DES has been surrounded by controversy since its inception. A number of computer scientists have made the claim that the 56-bit key used in DES was too small, making it vulnerable to brute-force decryption attacks by powerful computers. IBM’s original design called for a 128-bit key that would unquestionably eliminate such a strategy, but oddly enough, this was reduced to 56 bits at the request of the National Security Agency. IBM also claims to have kept secret the reason for choosing the specific “S-boxes” used in the DES cipher at the request of the NSA. This suggests the possibility that DES has a “back door” by which the cipher may be easily broken.

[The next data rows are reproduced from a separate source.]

//! Configuration management and validation.
//!
//! Provides the settings for reading delimited customs files, choosing the
//! HS code lookup table and writing the cleaned output.

use crate::constants::DEFAULT_DELIMITER;
use crate::error::{Result, TradeError};
use crate::hsn::HsnTable;
use polars::prelude::ParquetCompression;
use serde::{Deserialize, Serialize};
use std::path::{Path, PathBuf};
use tracing::debug;

/// Output file formats for cleaned records
#[derive(Debug, Clone, Copy, PartialEq, Eq, Serialize, Deserialize)]
pub enum ExportFormat {
    /// Apache Parquet
    Parquet,
    /// Delimited text using the configured delimiter
    Csv,
}

impl ExportFormat {
    /// Detect export format from a file extension
    pub fn from_path(path: &Path) -> Option<Self> {
        let extension = path.extension()?.to_string_lossy().to_lowercase();

        match extension.as_str() {
            "parquet" | "pq" => Some(ExportFormat::Parquet),
            "csv" | "tsv" | "txt" => Some(ExportFormat::Csv),
            _ => None,
        }
    }

    /// File extension written for this format
    pub fn extension(&self) -> &'static str {
        match self {
            ExportFormat::Parquet => "parquet",
            ExportFormat::Csv => "csv",
        }
    }
}

/// Supported compression algorithms for parquet files
#[derive(Debug, Clone, Copy, PartialEq, Eq, Serialize, Deserialize)]
pub enum CompressionAlgorithm {
    /// Snappy compression - good balance of speed and compression
    Snappy,
    /// ZSTD compression - better compression ratio, slower
    Zstd,
    /// LZ4 compression - fastest, lower compression ratio
    Lz4,
    /// No compression
    Uncompressed,
}

impl CompressionAlgorithm {
    /// Convert to polars ParquetCompression type
    pub fn to_polars_compression(&self) -> ParquetCompression {
        match self {
            CompressionAlgorithm::Snappy => ParquetCompression::Snappy,
            CompressionAlgorithm::Zstd => ParquetCompression::Zstd(None),
            CompressionAlgorithm::Lz4 => ParquetCompression::Lz4Raw,
            CompressionAlgorithm::Uncompressed => ParquetCompression::Uncompressed,
        }
    }

    /// Parse a compression name as accepted on the command line
    pub fn parse(name: &str) -> Result<Self> {
        match name.trim().to_lowercase().as_str() {
            "snappy" => Ok(CompressionAlgorithm::Snappy),
            "zstd" => Ok(CompressionAlgorithm::Zstd),
            "lz4" => Ok(CompressionAlgorithm::Lz4),
            "none" | "uncompressed" => Ok(CompressionAlgorithm::Uncompressed),
            other => Err(TradeError::Configuration {
                message: format!(
                    "Unknown compression '{}' (expected snappy, zstd, lz4 or none)",
                    other
                ),
            }),
        }
    }
}

/// Global configuration for trade record processing
#[derive(Debug, Clone, Serialize, Deserialize)]
pub struct TradeConfig {
    /// Field delimiter of input rows
    pub delimiter: u8,

    /// Whether the first row of each input file is a header
    pub has_header: bool,

    /// Optional HS code lookup CSV replacing the builtin table
    pub lookup_table: Option<PathBuf>,

    /// Field delimiter of the lookup CSV, independent of the input delimiter
    pub lookup_delimiter: u8,

    /// Format used when the output extension is not recognised
    pub export_format: ExportFormat,

    /// Parquet compression
    pub compression: CompressionAlgorithm,
}

impl Default for TradeConfig {
    fn default() -> Self {
        Self {
            delimiter: DEFAULT_DELIMITER,
            has_header: true,
            lookup_table: None,
            lookup_delimiter: DEFAULT_DELIMITER,
            export_format: ExportFormat::Parquet,
            compression: CompressionAlgorithm::Snappy,
        }
    }
}

impl TradeConfig {
    /// Use a custom field delimiter
    pub fn with_delimiter(mut self, delimiter: u8) -> Self {
        self.delimiter = delimiter;
        self
    }

    /// Treat the first row as data rather than a header
    pub fn without_header(mut self) -> Self {
        self.has_header = false;
        self
    }

    /// Load HS codes from a lookup CSV instead of the builtin table
    pub fn with_lookup_table(mut self, path: impl Into<PathBuf>) -> Self {
        self.lookup_table = Some(path.into());
        self
    }

    /// Use a custom delimiter for the lookup CSV
    pub fn with_lookup_delimiter(mut self, delimiter: u8) -> Self {
        self.lookup_delimiter = delimiter;
        self
    }

    /// Set the fallback export format
    pub fn with_export_format(mut self, format: ExportFormat) -> Self {
        self.export_format = format;
        self
    }

    /// Set parquet compression
    pub fn with_compression(mut self, compression: CompressionAlgorithm) -> Self {
        self.compression = compression;
        self
    }

    /// Check the settings are usable for reading and writing
    pub fn validate(&self) -> Result<()> {
        check_delimiter("Delimiter", self.delimiter)?;
        check_delimiter("Lookup delimiter", self.lookup_delimiter)?;

        if let Some(path) = &self.lookup_table {
            if !path.exists() {
                return Err(TradeError::InputNotFound { path: path.clone() });
            }
        }

        Ok(())
    }

    /// Resolve the export format for an output path
    pub fn export_format_for(&self, path: &Path) -> ExportFormat {
        ExportFormat::from_path(path).unwrap_or(self.export_format)
    }

    /// Build the HS code lookup table these settings select
    pub fn load_hsn_table(&self) -> Result<HsnTable> {
        match &self.lookup_table {
            Some(path) => {
                debug!("Loading HSN lookup table from {}", path.display());
                HsnTable::load_csv(path, self.lookup_delimiter)
            }
            None => Ok(HsnTable::builtin().clone()),
        }
    }
}

fn check_delimiter(label: &str, delimiter: u8) -> Result<()> {
    if !delimiter.is_ascii() {
        return Err(TradeError::Configuration {
            message: format!("{} must be a single ASCII byte, got {:#04x}", label, delimiter),
        });
    }

    if matches!(delimiter, b'\n' | b'\r' | b'"') {
        return Err(TradeError::Configuration {
            message: format!(
                "{} {:?} conflicts with row or quote handling",
                label, delimiter as char
            ),
        });
    }

    Ok(())
}
//! Application constants for the trade enricher
//!
//! This module contains the fixed row layout, classification defaults,
//! the builtin HS code mapping and the cleaned-data column names used
//! throughout the application.

use crate::models::SubCategory;

// =============================================================================
// Row Layout
// =============================================================================

/// Positions of each attribute within a raw customs row
///
/// Position 5 and positions 9 to 12 carry columns this tool does not use.
pub mod columns {
    pub const PORT_CODE: usize = 0;
    pub const DATE: usize = 1;
    pub const IEC: usize = 2;
    pub const HS_CODE: usize = 3;
    pub const GOODS_DESCRIPTION: usize = 4;
    pub const MODEL_NAME: usize = 6;
    pub const MODEL_NUMBER: usize = 7;
    pub const CAPACITY: usize = 8;
    pub const QUANTITY: usize = 13;
    pub const UNIT: usize = 14;
    pub const UNIT_PRICE_INR: usize = 15;
    pub const TOTAL_VALUE_INR: usize = 16;
    pub const UNIT_PRICE_USD: usize = 17;
    pub const TOTAL_VALUE_USD: usize = 18;
    pub const DUTY_PAID_INR: usize = 19;

    /// Number of positions a complete row spans
    pub const ROW_WIDTH: usize = DUTY_PAID_INR + 1;
}

// =============================================================================
// Classification Defaults
// =============================================================================

/// HSN description assigned when an HS code is not in the lookup table
pub const UNKNOWN_HSN_DESCRIPTION: &str = "Unknown";

/// Main category assigned when an HS code is not in the lookup table
pub const DEFAULT_MAIN_CATEGORY: &str = "Others";

/// Builtin HS code mapping: (code, description, main category)
pub const BUILTIN_HSN_ENTRIES: &[(&str, &str, &str)] = &[
    (
        "73239990",
        "Household articles of iron or steel",
        "Steel",
    ),
    ("73239900", "Table, kitchen household articles", "Steel"),
    ("73211900", "Cooking appliances and plate warmers", "Steel"),
    ("73239300", "Kitchen or tableware", "Steel"),
];

/// Sub-category keywords in priority order; the first keyword found wins
pub const SUB_CATEGORY_KEYWORDS: &[(&str, SubCategory)] = &[
    ("scrubber", SubCategory::Scrubber),
    ("container", SubCategory::Container),
    ("basket", SubCategory::Basket),
    ("lunch box", SubCategory::LunchBox),
    ("cutlery", SubCategory::Cutlery),
];

// =============================================================================
// Description Patterns
// =============================================================================

/// Quantity marker followed by an integer, e.g. "QTY: 50"
pub const QUANTITY_PATTERN: &str = r"(?i)QTY[:\s]*([0-9]+)";

/// USD marker followed by a decimal price, e.g. "USD 12.5"
pub const UNIT_PRICE_USD_PATTERN: &str = r"(?i)USD[:\s]*([0-9]+(?:\.[0-9]+)?)";

/// Model marker followed by an alphanumeric model code, e.g. "MODEL: AB-100"
pub const MODEL_NAME_PATTERN: &str = r"(?i)MODEL[:\s]*((?-u:[A-Z0-9-])+)";

// =============================================================================
// Date Formats
// =============================================================================

/// Date-only formats tried, in order, when deriving the record year
pub const DATE_FORMATS: &[&str] = &[
    "%Y-%m-%d",
    "%Y/%m/%d",
    "%m/%d/%Y",
    "%d/%m/%Y",
    "%d-%m-%Y",
    "%d-%b-%Y",
    "%d %b %Y",
    "%b %d, %Y",
];

/// Date-time formats tried after the date-only formats
pub const DATETIME_FORMATS: &[&str] = &["%Y-%m-%d %H:%M:%S", "%Y-%m-%dT%H:%M:%S"];

// =============================================================================
// Cleaned Data Output
// =============================================================================

/// Column headers of the cleaned-data export, in output order
pub const CLEANED_HEADERS: &[&str] = &[
    "Date",
    "Port Code",
    "IEC",
    "HS Code",
    "HSN Description",
    "Goods Description",
    "Main Category",
    "Sub Category",
    "Model Name",
    "Model Number",
    "Capacity",
    "Quantity",
    "Unit",
    "Unit Price INR",
    "Total Value INR",
    "Unit Price USD",
    "Total Value USD",
    "Duty Paid INR",
    "Grand Total INR",
    "Year",
];

/// Default delimiter for customs row files
pub const DEFAULT_DELIMITER: u8 = b',';

/// Log target used when no RUST_LOG filter is set
pub const LOG_TARGET: &str = "trade_enricher";
use clap::Parser;
use std::process;
use trade_enricher::cli::{self, Args};

fn main() {
    let args = Args::parse();

    match cli::run(args) {
        Ok(_stats) => {
            // Success - stats have already been reported by the command
            process::exit(0);
        }
        Err(error) => {
            eprintln!("Error: {:#}", error);
            process::exit(1);
        }
    }
}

The Skipjack cipher merely carries on this tradition of institutionalized government surveillance of the citizenry, albeit in a much more brazen manner. Anyone who uses either of these NSA-hatched cipher schemes to safeguard important information is both a fool and a dupe.
RANDALL SMITH
Del Mar
* In your article about the Clipper Chip, you make a factual error. The proposed key escrow mechanism does not specifically require a court order for retrieval of the keys. It only requires “legal authorization,” which is not defined within the proposal. This leads many to fear an abuse of government power because a court order is not required. I think such a point is moot. I believe that the proposal is eminently suitable for the government’s internal communications. This will prevent the government from being able to transact business in an unaccountable, untraceable fashion. Any abuse of government power will be open to discovery at an appropriate time. It is fitting that, for example, the Justice Department, hold the keys that allow it to investigate the actions of other branches of the government. Imagine the difficulty of prosecuting in scandals such as Watergate if much of the evidence was encrypted and nobody could decrypt it.
Such a scheme should not be imposed upon private individuals and businesses. The government has no call to impose prior restraint upon the communications of private parties, nor to invade their privacy. Remember that the government is accountable to the people, not the other way around.